I just can't believe that Americans who hold their Country in such high esteem would be so quick to remove life, liberty and the pursuit of happiness from another, considering you can't UNDO it if your wrong. And you can absolutely be sure that in some cases you have executed innocents. So don't pat yourself on the back at all.

As I said in my earlier post, which you completely ignored, IF the "Just Us" system were repaired, evidence stopped being planted, cops held accountable for their abuses of power, judges that refused corruption and lawyers that were held accountable when they lie, then sure a death penalty for the few that cannot be rehabilitated who have been absolutely confirmed to have committed the crime, (not by biased testimony, but by irrefutable evidence which could not have been planted) then the death penalty could be a viable choice.

The way it is today, is just another blood thirsty mob, stoning the adulterer, albeit a tad more civilized.


posted on Nov, 11 2009 @ 02:36 PM
reply to post by NovusOrdoMundi

Human beings have invented the law and it is artificially uphold.

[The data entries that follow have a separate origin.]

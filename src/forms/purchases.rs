use serde::Deserialize;
use thiserror::Error;
use validator::{Validate, ValidationErrors};

use crate::domain::purchase::NewPurchase;
use crate::domain::types::{
    BookId, PaymentIntentRef, PaymentMethod, TypeConstraintError, UserId,
};

/// Raw checkout fields as submitted by the API client. The payment intent
/// reference originates from the payment collaborator and is treated as an
/// opaque foreign identifier.
#[derive(Debug, Deserialize, Validate)]
pub struct CreatePurchaseForm {
    #[validate(range(min = 1))]
    pub book_id: i32,
    #[validate(length(min = 1))]
    pub payment_method: String,
    #[validate(length(min = 1))]
    pub payment_intent: String,
}

/// Validated, typed form of [`CreatePurchaseForm`].
#[derive(Debug, Clone, PartialEq)]
pub struct CreatePurchaseFormPayload {
    pub book_id: BookId,
    pub payment_method: PaymentMethod,
    pub payment_intent: PaymentIntentRef,
}

impl CreatePurchaseFormPayload {
    pub fn into_new_purchase(self, user_id: UserId) -> NewPurchase {
        NewPurchase {
            user_id,
            book_id: self.book_id,
            payment_method: self.payment_method,
            payment_intent: self.payment_intent,
        }
    }
}

#[derive(Debug, Error)]
pub enum CreatePurchaseFormError {
    #[error("Create purchase form validation failed: {0}")]
    Validation(String),
    #[error("Create purchase form contains invalid data: {0}")]
    TypeConstraint(String),
}

impl From<ValidationErrors> for CreatePurchaseFormError {
    fn from(value: ValidationErrors) -> Self {
        Self::Validation(value.to_string())
    }
}

impl From<TypeConstraintError> for CreatePurchaseFormError {
    fn from(value: TypeConstraintError) -> Self {
        Self::TypeConstraint(value.to_string())
    }
}

impl TryFrom<CreatePurchaseForm> for CreatePurchaseFormPayload {
    type Error = CreatePurchaseFormError;

    fn try_from(value: CreatePurchaseForm) -> Result<Self, Self::Error> {
        value.validate()?;

        Ok(Self {
            book_id: BookId::new(value.book_id)?,
            payment_method: PaymentMethod::new(value.payment_method)?,
            payment_intent: PaymentIntentRef::new(value.payment_intent)?,
        })
    }
}
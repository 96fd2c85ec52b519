use chrono::NaiveDateTime;
use serde::{Deserialize, Serialize};

use crate::domain::types::{
    AuthorName, BookId, BookPrice, BookTitle, BookType, PaymentIntentRef, PaymentMethod,
    PurchaseId, UserId,
};

/// An immutable ledger entry recording that a user bought a book.
///
/// `price` is the amount captured at purchase time; later edits to the book
/// do not touch it.
#[derive(Debug, Clone, Serialize, Deserialize)]
pub struct Purchase {
    pub id: PurchaseId,
    pub user_id: UserId,
    pub book_id: BookId,
    pub price: BookPrice,
    pub payment_method: PaymentMethod,
    pub payment_intent: PaymentIntentRef,
    pub created_at: NaiveDateTime,
}

/// Data required to insert a new [`Purchase`].
///
/// The price is deliberately absent: the repository snapshots the book's
/// current price inside the same transaction as the insert.
#[derive(Debug, Clone, Serialize, Deserialize, PartialEq)]
pub struct NewPurchase {
    pub user_id: UserId,
    pub book_id: BookId,
    pub payment_method: PaymentMethod,
    pub payment_intent: PaymentIntentRef,
}

/// A purchase joined with the metadata of the purchased book.
#[derive(Debug, Clone, Serialize, Deserialize)]
pub struct PurchaseWithBook {
    pub purchase: Purchase,
    pub title: BookTitle,
    pub author: AuthorName,
    pub cover_url: Option<String>,
    pub book_type: BookType,
}

/// Sales aggregate for a single book.
#[derive(Debug, Clone, Copy, PartialEq, Serialize, Deserialize)]
pub struct BookSales {
    pub count: usize,
    pub revenue: f64,
}

impl BookSales {
    pub const ZERO: Self = Self {
        count: 0,
        revenue: 0.0,
    };
}

/// Per-book sales entry in an author's report. Books with zero sales
/// are included.
#[derive(Debug, Clone, Serialize, Deserialize)]
pub struct AuthorBookSales {
    pub book_id: BookId,
    pub title: BookTitle,
    pub sales: BookSales,
}
use serde::{Deserialize, Serialize};

use crate::domain::types::{BookId, PaymentIntentRef};

/// A fabricated payment intent for the mock provider.
///
/// The reference is an opaque foreign identifier; nothing in this crate
/// validates it or calls out to a payment network.
#[derive(Debug, Clone, Serialize, Deserialize)]
pub struct PaymentIntent {
    pub book_id: BookId,
    pub reference: PaymentIntentRef,
    /// Amount in minor currency units (cents), derived from the book price.
    pub amount_minor: i64,
}
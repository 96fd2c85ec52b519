use chrono::NaiveDateTime;
use serde::{Deserialize, Serialize};

use crate::domain::types::{AuthorName, BookId, BookPrice, BookTitle, BookType, CategoryName, UserId};

/// A purchasable book in the catalog.
///
/// Asset locations are opaque strings supplied by the upload collaborator;
/// this layer never parses or verifies them.
#[derive(Debug, Clone, Serialize, Deserialize)]
pub struct Book {
    pub id: BookId,
    pub user_id: UserId,
    pub title: BookTitle,
    pub author: AuthorName,
    pub description: Option<String>,
    pub price: BookPrice,
    pub book_type: BookType,
    pub cover_url: Option<String>,
    pub file_url: Option<String>,
    pub sample_url: Option<String>,
    pub audio_url: Option<String>,
    pub created_at: NaiveDateTime,
    pub updated_at: NaiveDateTime,
    /// Resolved category names, populated by the repository.
    pub categories: Vec<CategoryName>,
}

/// Data required to insert a new [`Book`].
#[derive(Debug, Clone, Serialize, Deserialize, PartialEq)]
pub struct NewBook {
    pub user_id: UserId,
    pub title: BookTitle,
    pub author: AuthorName,
    pub description: Option<String>,
    pub price: BookPrice,
    pub book_type: BookType,
    pub cover_url: Option<String>,
    pub file_url: Option<String>,
    pub sample_url: Option<String>,
    pub audio_url: Option<String>,
    /// De-duplicated category names to reconcile against the category table.
    pub categories: Vec<CategoryName>,
    pub created_at: NaiveDateTime,
    pub updated_at: NaiveDateTime,
}

/// Explicit field updates applied to an existing [`Book`].
///
/// Categories are fixed at creation time and intentionally absent here.
#[derive(Debug, Clone, Default, Serialize, Deserialize, PartialEq)]
pub struct UpdateBook {
    pub title: Option<BookTitle>,
    pub author: Option<AuthorName>,
    pub description: Option<String>,
    pub price: Option<BookPrice>,
}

In the end there are no laws, exluding those of natural origins. I am not condemning death penalty, I am merely questioning it as well as I am questioning the law itself.

I don't recognize myself as a individual of high moral, in fact, I have no moral at all. I try my best to act according to current situation, no matter what society says about that.

Are we entitled to kill just because we are able to? Because we are able to destroy most life upon this planet, are we supposed to? Or should we, as creatures of higher consciousness, try to reach something better (what that might be, I cannot say)?

For example, let's think about dentist who removes the aching tooth. It is a temporary solution ending the pain. But in the end, whole set of teeth will start to misalign because of missing teeth, ending perhaps in serious flaws in occlusion. But if it can be repaired, and the patient could be told to be more careful and take care of his teeth in future, would that be better?

I know that teeth and serious criminals can hardly be compared; still there is a valid comparison, even if not outwardly visible from surface.

Also I recognize that this is the way how it is right now in the United States, but just saying so isn't an excuse to be lulled into comfortation. Since the juridicial system may be flawed by incompetent persons, bribing and so on - the reasons are endless, all human based though.

In conclusion, if one accepts death penalty, one has also accept the possibility of sentencing innocent (might as well be you) in accident or on purpose. Though I do hope, that you wouldn't have to witness such.